**** Extracted information

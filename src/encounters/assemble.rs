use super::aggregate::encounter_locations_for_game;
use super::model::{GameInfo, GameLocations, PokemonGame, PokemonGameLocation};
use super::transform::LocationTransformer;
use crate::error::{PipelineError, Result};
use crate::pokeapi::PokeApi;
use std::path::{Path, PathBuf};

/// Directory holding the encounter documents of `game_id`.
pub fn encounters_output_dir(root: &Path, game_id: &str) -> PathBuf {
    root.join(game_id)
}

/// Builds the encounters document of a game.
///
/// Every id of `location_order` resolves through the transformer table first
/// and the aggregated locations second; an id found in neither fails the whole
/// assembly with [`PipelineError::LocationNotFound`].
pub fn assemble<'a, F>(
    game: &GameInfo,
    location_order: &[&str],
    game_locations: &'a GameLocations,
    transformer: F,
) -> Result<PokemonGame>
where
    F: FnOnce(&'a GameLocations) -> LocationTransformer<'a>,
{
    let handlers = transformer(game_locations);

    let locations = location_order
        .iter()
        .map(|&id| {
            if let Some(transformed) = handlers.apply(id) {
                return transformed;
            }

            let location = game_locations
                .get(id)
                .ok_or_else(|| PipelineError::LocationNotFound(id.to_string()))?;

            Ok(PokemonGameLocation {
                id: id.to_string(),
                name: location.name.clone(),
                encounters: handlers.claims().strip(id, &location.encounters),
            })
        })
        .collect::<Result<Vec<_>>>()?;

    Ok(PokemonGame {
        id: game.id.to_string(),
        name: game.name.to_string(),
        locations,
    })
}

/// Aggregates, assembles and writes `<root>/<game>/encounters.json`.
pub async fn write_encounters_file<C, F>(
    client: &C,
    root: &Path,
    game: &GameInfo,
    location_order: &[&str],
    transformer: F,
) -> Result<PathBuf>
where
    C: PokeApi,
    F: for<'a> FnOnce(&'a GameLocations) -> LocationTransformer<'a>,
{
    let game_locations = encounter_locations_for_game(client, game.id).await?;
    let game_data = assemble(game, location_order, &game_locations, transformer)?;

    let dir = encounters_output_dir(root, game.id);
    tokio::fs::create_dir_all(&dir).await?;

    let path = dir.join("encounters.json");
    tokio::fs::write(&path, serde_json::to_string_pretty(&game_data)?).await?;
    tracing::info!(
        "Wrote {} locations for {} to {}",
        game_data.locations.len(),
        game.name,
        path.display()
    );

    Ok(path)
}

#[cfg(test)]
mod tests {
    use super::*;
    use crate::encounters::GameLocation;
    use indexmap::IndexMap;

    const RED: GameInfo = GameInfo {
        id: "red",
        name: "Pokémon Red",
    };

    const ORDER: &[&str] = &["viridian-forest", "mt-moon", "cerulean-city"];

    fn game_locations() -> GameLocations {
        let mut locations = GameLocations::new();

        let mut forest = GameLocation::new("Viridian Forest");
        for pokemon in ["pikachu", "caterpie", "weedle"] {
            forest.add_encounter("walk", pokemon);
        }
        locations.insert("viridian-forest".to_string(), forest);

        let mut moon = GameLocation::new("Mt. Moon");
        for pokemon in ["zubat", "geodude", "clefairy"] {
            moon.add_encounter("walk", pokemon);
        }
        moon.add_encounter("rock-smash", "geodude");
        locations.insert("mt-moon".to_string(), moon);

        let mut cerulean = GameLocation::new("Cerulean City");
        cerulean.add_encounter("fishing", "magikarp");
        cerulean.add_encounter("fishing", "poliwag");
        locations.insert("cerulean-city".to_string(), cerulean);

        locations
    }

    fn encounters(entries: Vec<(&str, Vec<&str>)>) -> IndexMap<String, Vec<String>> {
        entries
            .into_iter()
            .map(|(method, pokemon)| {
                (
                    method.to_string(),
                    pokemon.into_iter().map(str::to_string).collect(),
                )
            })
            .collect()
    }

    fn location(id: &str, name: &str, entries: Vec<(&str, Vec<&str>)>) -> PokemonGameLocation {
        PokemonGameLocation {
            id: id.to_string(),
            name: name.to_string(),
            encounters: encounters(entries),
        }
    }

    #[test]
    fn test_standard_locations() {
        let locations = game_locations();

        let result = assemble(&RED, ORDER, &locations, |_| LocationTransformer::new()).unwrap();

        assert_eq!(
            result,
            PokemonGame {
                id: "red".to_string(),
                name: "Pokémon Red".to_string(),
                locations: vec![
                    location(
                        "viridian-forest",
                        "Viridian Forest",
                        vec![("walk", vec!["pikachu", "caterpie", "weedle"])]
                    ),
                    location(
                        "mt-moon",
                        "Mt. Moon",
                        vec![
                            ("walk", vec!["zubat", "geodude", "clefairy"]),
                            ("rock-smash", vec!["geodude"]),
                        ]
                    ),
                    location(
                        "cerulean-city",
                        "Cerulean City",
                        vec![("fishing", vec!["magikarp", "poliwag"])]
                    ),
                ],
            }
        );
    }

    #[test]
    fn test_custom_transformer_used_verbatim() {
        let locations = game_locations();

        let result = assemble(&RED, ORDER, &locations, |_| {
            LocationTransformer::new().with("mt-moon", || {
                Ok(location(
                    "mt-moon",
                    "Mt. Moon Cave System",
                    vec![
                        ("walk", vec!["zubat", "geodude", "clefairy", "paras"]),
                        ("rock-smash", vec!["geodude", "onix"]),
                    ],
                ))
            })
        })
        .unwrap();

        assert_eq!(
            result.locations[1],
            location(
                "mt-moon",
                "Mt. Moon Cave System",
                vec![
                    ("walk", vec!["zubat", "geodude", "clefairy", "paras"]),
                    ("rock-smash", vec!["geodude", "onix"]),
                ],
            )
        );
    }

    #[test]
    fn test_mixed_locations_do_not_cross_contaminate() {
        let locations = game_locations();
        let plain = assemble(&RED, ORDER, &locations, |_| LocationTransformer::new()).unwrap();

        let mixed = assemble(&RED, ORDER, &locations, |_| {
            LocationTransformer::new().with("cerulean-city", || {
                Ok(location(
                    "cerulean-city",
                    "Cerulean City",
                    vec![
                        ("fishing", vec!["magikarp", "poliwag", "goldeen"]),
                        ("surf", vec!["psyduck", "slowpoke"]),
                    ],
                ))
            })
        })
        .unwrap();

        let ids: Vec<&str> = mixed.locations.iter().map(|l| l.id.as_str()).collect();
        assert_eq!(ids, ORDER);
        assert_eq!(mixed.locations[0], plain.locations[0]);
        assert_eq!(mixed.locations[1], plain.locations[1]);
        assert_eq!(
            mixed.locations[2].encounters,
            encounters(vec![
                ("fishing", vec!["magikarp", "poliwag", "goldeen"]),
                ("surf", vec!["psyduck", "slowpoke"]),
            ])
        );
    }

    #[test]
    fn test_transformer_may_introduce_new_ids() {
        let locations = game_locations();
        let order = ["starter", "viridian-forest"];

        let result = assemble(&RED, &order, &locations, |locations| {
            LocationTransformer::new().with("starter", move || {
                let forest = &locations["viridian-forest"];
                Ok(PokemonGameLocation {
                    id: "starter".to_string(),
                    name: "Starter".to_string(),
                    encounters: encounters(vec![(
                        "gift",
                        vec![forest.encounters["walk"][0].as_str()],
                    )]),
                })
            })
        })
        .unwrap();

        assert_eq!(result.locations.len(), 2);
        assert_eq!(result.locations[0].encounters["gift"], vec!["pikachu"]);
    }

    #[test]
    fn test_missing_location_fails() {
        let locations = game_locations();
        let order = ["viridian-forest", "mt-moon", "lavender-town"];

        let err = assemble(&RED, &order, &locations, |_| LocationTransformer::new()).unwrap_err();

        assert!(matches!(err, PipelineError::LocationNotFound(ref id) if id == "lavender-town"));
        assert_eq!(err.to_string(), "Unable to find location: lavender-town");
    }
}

********
**** Extracted information

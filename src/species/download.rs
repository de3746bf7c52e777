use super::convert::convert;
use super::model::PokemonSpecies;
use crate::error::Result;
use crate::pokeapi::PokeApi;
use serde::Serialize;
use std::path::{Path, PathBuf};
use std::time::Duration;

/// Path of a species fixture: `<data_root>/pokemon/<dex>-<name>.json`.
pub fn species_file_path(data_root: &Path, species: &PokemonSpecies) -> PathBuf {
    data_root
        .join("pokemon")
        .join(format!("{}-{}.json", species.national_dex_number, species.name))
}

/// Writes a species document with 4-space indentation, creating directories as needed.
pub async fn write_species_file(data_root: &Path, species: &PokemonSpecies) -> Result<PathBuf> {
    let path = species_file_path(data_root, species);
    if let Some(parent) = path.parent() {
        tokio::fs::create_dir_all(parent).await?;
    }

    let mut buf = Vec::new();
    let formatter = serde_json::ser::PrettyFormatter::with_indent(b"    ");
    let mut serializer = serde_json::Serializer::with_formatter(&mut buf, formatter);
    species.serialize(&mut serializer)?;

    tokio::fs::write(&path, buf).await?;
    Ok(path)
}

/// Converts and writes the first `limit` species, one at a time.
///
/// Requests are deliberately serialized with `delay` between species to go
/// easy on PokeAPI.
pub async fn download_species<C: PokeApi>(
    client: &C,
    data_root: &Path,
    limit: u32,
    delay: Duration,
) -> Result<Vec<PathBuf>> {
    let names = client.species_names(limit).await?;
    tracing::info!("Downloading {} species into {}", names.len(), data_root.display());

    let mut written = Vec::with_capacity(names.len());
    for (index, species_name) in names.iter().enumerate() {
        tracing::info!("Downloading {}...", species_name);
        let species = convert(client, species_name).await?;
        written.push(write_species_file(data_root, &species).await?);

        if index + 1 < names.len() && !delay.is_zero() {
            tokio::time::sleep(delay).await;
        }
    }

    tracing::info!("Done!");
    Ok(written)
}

********
**** Extracted information

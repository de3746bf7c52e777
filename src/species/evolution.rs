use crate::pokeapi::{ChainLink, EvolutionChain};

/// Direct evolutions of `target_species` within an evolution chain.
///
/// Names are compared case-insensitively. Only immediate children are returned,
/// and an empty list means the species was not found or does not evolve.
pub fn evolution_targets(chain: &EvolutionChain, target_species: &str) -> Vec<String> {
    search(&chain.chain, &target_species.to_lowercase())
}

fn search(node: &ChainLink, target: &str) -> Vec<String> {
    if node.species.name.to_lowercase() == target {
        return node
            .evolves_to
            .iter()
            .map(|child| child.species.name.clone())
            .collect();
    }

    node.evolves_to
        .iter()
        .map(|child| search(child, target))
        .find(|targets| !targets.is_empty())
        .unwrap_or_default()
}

********

- **Task to complete**
Looking at the data above, say how many lines contain the word "search", with no added words.

- **Exercise answer**
3